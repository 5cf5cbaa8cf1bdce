//! Repository layer for database operations.
//!
//! This module provides the `Repository` struct for all database operations.
//! Methods are organized across submodules by domain:
//! - `orders.rs` - order projection and settlement stamps
//! - `ledger.rs` - append-only ledger entries and balance lookups
//! - `schedules.rs` - settlement batch lifecycle
//! - `stats.rs` - seller aggregate cache
//! - `cod.rs` - COD collections
//! - `withdrawals.rs` - withdrawal requests
//! - `tier.rs` - tier evaluation log
//! - `overrides.rs` - admin override audit records

mod cod;
mod ledger;
mod orders;
mod overrides;
mod schedules;
mod stats;
mod tier;
mod withdrawals;

pub use ledger::NewLedgerEntry;
pub(crate) use ledger::is_unique_violation;

use crate::domain::{
    AccountStatus, Money, Partner, PartnerId, Seller, SellerId, Tier,
};
use chrono::{DateTime, NaiveDate, Utc};
use sqlx::sqlite::SqlitePool;
use sqlx::Row;
use std::str::FromStr;
use tracing::warn;

/// Repository for database operations.
pub struct Repository {
    pool: SqlitePool,
}

impl Repository {
    /// Create a new repository with the given connection pool.
    pub fn new(pool: SqlitePool) -> Self {
        Repository { pool }
    }

    pub(crate) fn pool(&self) -> &SqlitePool {
        &self.pool
    }

    // =========================================================================
    // Seller and partner accounts
    // =========================================================================

    /// Insert a seller if absent. Returns true when newly created.
    pub async fn insert_seller(
        &self,
        seller_id: &SellerId,
        tier: Tier,
        now: DateTime<Utc>,
    ) -> Result<bool, sqlx::Error> {
        let result = sqlx::query(
            r#"
            INSERT INTO sellers (seller_id, tier, account_status, created_at)
            VALUES (?, ?, 'active', ?)
            ON CONFLICT(seller_id) DO NOTHING
            "#,
        )
        .bind(seller_id.as_str())
        .bind(tier.as_str())
        .bind(fmt_datetime(now))
        .execute(&self.pool)
        .await?;

        Ok(result.rows_affected() > 0)
    }

    pub async fn get_seller(&self, seller_id: &SellerId) -> Result<Option<Seller>, sqlx::Error> {
        let row = sqlx::query(
            r#"
            SELECT seller_id, tier, tier_updated_at, account_status, created_at
            FROM sellers
            WHERE seller_id = ?
            "#,
        )
        .bind(seller_id.as_str())
        .fetch_optional(&self.pool)
        .await?;

        Ok(row.map(|r| {
            let tier_str: String = r.get("tier");
            let status_str: String = r.get("account_status");
            Seller {
                seller_id: SellerId::new(r.get::<String, _>("seller_id")),
                tier: parse_tier(&tier_str),
                tier_updated_at: r
                    .get::<Option<String>, _>("tier_updated_at")
                    .map(|s| parse_datetime(&s, "sellers.tier_updated_at")),
                account_status: parse_account_status(&status_str),
                created_at: parse_datetime(&r.get::<String, _>("created_at"), "sellers.created_at"),
            }
        }))
    }

    pub async fn list_seller_ids(&self) -> Result<Vec<SellerId>, sqlx::Error> {
        let rows = sqlx::query("SELECT seller_id FROM sellers WHERE account_status != 'deleted'")
            .fetch_all(&self.pool)
            .await?;
        Ok(rows
            .iter()
            .map(|r| SellerId::new(r.get::<String, _>("seller_id")))
            .collect())
    }

    pub async fn update_seller_tier(
        &self,
        seller_id: &SellerId,
        tier: Tier,
        now: DateTime<Utc>,
    ) -> Result<(), sqlx::Error> {
        sqlx::query("UPDATE sellers SET tier = ?, tier_updated_at = ? WHERE seller_id = ?")
            .bind(tier.as_str())
            .bind(fmt_datetime(now))
            .bind(seller_id.as_str())
            .execute(&self.pool)
            .await?;
        Ok(())
    }

    pub async fn update_seller_account_status(
        &self,
        seller_id: &SellerId,
        status: AccountStatus,
    ) -> Result<(), sqlx::Error> {
        sqlx::query("UPDATE sellers SET account_status = ? WHERE seller_id = ?")
            .bind(status.as_str())
            .bind(seller_id.as_str())
            .execute(&self.pool)
            .await?;
        Ok(())
    }

    /// Insert a partner if absent. Returns true when newly created.
    pub async fn insert_partner(
        &self,
        partner_id: &PartnerId,
        now: DateTime<Utc>,
    ) -> Result<bool, sqlx::Error> {
        let result = sqlx::query(
            r#"
            INSERT INTO partners (partner_id, account_status, created_at)
            VALUES (?, 'active', ?)
            ON CONFLICT(partner_id) DO NOTHING
            "#,
        )
        .bind(partner_id.as_str())
        .bind(fmt_datetime(now))
        .execute(&self.pool)
        .await?;

        Ok(result.rows_affected() > 0)
    }

    pub async fn get_partner(
        &self,
        partner_id: &PartnerId,
    ) -> Result<Option<Partner>, sqlx::Error> {
        let row = sqlx::query(
            "SELECT partner_id, account_status, created_at FROM partners WHERE partner_id = ?",
        )
        .bind(partner_id.as_str())
        .fetch_optional(&self.pool)
        .await?;

        Ok(row.map(|r| {
            let status_str: String = r.get("account_status");
            Partner {
                partner_id: PartnerId::new(r.get::<String, _>("partner_id")),
                account_status: parse_account_status(&status_str),
                created_at: parse_datetime(
                    &r.get::<String, _>("created_at"),
                    "partners.created_at",
                ),
            }
        }))
    }
}

// =============================================================================
// Column parsing helpers
// =============================================================================
//
// Monetary and temporal columns are TEXT; parse failures are logged and fall
// back to a default rather than poisoning whole result sets.

pub(crate) fn parse_money(value: &str, column: &str) -> Money {
    Money::from_str(value).unwrap_or_else(|e| {
        warn!(column, value, error = %e, "Failed to parse money column, using default");
        Money::default()
    })
}

pub(crate) fn parse_datetime(value: &str, column: &str) -> DateTime<Utc> {
    DateTime::parse_from_rfc3339(value)
        .map(|dt| dt.with_timezone(&Utc))
        .unwrap_or_else(|e| {
            warn!(column, value, error = %e, "Failed to parse datetime column, using epoch");
            DateTime::<Utc>::UNIX_EPOCH
        })
}

pub(crate) fn parse_date(value: &str, column: &str) -> NaiveDate {
    NaiveDate::parse_from_str(value, "%Y-%m-%d").unwrap_or_else(|e| {
        warn!(column, value, error = %e, "Failed to parse date column, using epoch date");
        NaiveDate::from_ymd_opt(1970, 1, 1).expect("epoch date is valid")
    })
}

pub(crate) fn parse_tier(value: &str) -> Tier {
    Tier::parse(value).unwrap_or_else(|| {
        warn!(value, "Unknown tier in database, defaulting to bronze");
        Tier::Bronze
    })
}

pub(crate) fn parse_account_status(value: &str) -> AccountStatus {
    AccountStatus::parse(value).unwrap_or_else(|| {
        warn!(value, "Unknown account status in database, defaulting to active");
        AccountStatus::Active
    })
}

pub(crate) fn fmt_datetime(dt: DateTime<Utc>) -> String {
    dt.to_rfc3339()
}

pub(crate) fn fmt_date(d: NaiveDate) -> String {
    d.format("%Y-%m-%d").to_string()
}


#[cfg(test)]
mod tests {
    use super::testutil::setup_test_db;
    use super::*;

    #[tokio::test]
    async fn test_insert_seller_idempotent() {
        let (repo, _temp) = setup_test_db().await;
        let seller = SellerId::new("s-1");

        let created = repo
            .insert_seller(&seller, Tier::Bronze, Utc::now())
            .await
            .unwrap();
        let again = repo
            .insert_seller(&seller, Tier::Gold, Utc::now())
            .await
            .unwrap();

        assert!(created);
        assert!(!again);

        // The duplicate insert must not have touched the original tier.
        let loaded = repo.get_seller(&seller).await.unwrap().unwrap();
        assert_eq!(loaded.tier, Tier::Bronze);
        assert_eq!(loaded.account_status, AccountStatus::Active);
    }

    #[tokio::test]
    async fn test_update_seller_tier() {
        let (repo, _temp) = setup_test_db().await;
        let seller = SellerId::new("s-1");
        repo.insert_seller(&seller, Tier::Bronze, Utc::now())
            .await
            .unwrap();

        let now = Utc::now();
        repo.update_seller_tier(&seller, Tier::Silver, now)
            .await
            .unwrap();

        let loaded = repo.get_seller(&seller).await.unwrap().unwrap();
        assert_eq!(loaded.tier, Tier::Silver);
        assert!(loaded.tier_updated_at.is_some());
    }

    #[tokio::test]
    async fn test_partner_roundtrip() {
        let (repo, _temp) = setup_test_db().await;
        let partner = PartnerId::new("p-1");

        assert!(repo.insert_partner(&partner, Utc::now()).await.unwrap());
        assert!(!repo.insert_partner(&partner, Utc::now()).await.unwrap());

        let loaded = repo.get_partner(&partner).await.unwrap().unwrap();
        assert_eq!(loaded.partner_id, partner);
    }

    #[tokio::test]
    async fn test_list_seller_ids_excludes_deleted() {
        let (repo, _temp) = setup_test_db().await;
        repo.insert_seller(&SellerId::new("s-1"), Tier::Bronze, Utc::now())
            .await
            .unwrap();
        repo.insert_seller(&SellerId::new("s-2"), Tier::Bronze, Utc::now())
            .await
            .unwrap();
        repo.update_seller_account_status(&SellerId::new("s-2"), AccountStatus::Deleted)
            .await
            .unwrap();

        let ids = repo.list_seller_ids().await.unwrap();
        assert_eq!(ids, vec![SellerId::new("s-1")]);
    }
}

++++

(PROBLEM DESCRIPTION) Go through the lines above and count those that include "stats"; give the total and nothing more.

(EXERCISE ANSWER) 2